■ Directions for this task ■
What lines of the material below hold the string "struct"? Copy them out.

■ Source records ■
====

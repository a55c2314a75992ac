//! Lock evaluation at the dispatch boundary.
//!
//! The dispatcher only sees the [`LockEvaluator`] trait; the default
//! implementation hands the lock string to `mudlocks` with the actor adapted
//! into a lock subject. Hosts with their own permission machinery can swap
//! in a different evaluator.

use crate::world::Actor;

/// Evaluate a descriptor's lock string for one access type. Malformed or
/// undefined lock input must deny.
pub trait LockEvaluator: Send + Sync {
    fn check(&self, lockstr: &str, access: &str, subject: &dyn Actor) -> bool;
}

struct ActorSubject<'a>(&'a dyn Actor);

impl mudlocks::Subject for ActorSubject<'_> {
    fn subject_id(&self) -> u64 {
        self.0.id()
    }

    fn has_perm(&self, perm: &str) -> bool {
        self.0.has_perm(perm)
    }
}

/// The stock evaluator: parse with `mudlocks`, fail closed on bad input.
#[derive(Debug, Default)]
pub struct MudlocksEvaluator;

impl LockEvaluator for MudlocksEvaluator {
    fn check(&self, lockstr: &str, access: &str, subject: &dyn Actor) -> bool {
        mudlocks::check_str(lockstr, access, &ActorSubject(subject))
    }
}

====

■ Task solution ■
struct ActorSubject<'a>(&'a dyn Actor);
pub struct MudlocksEvaluator;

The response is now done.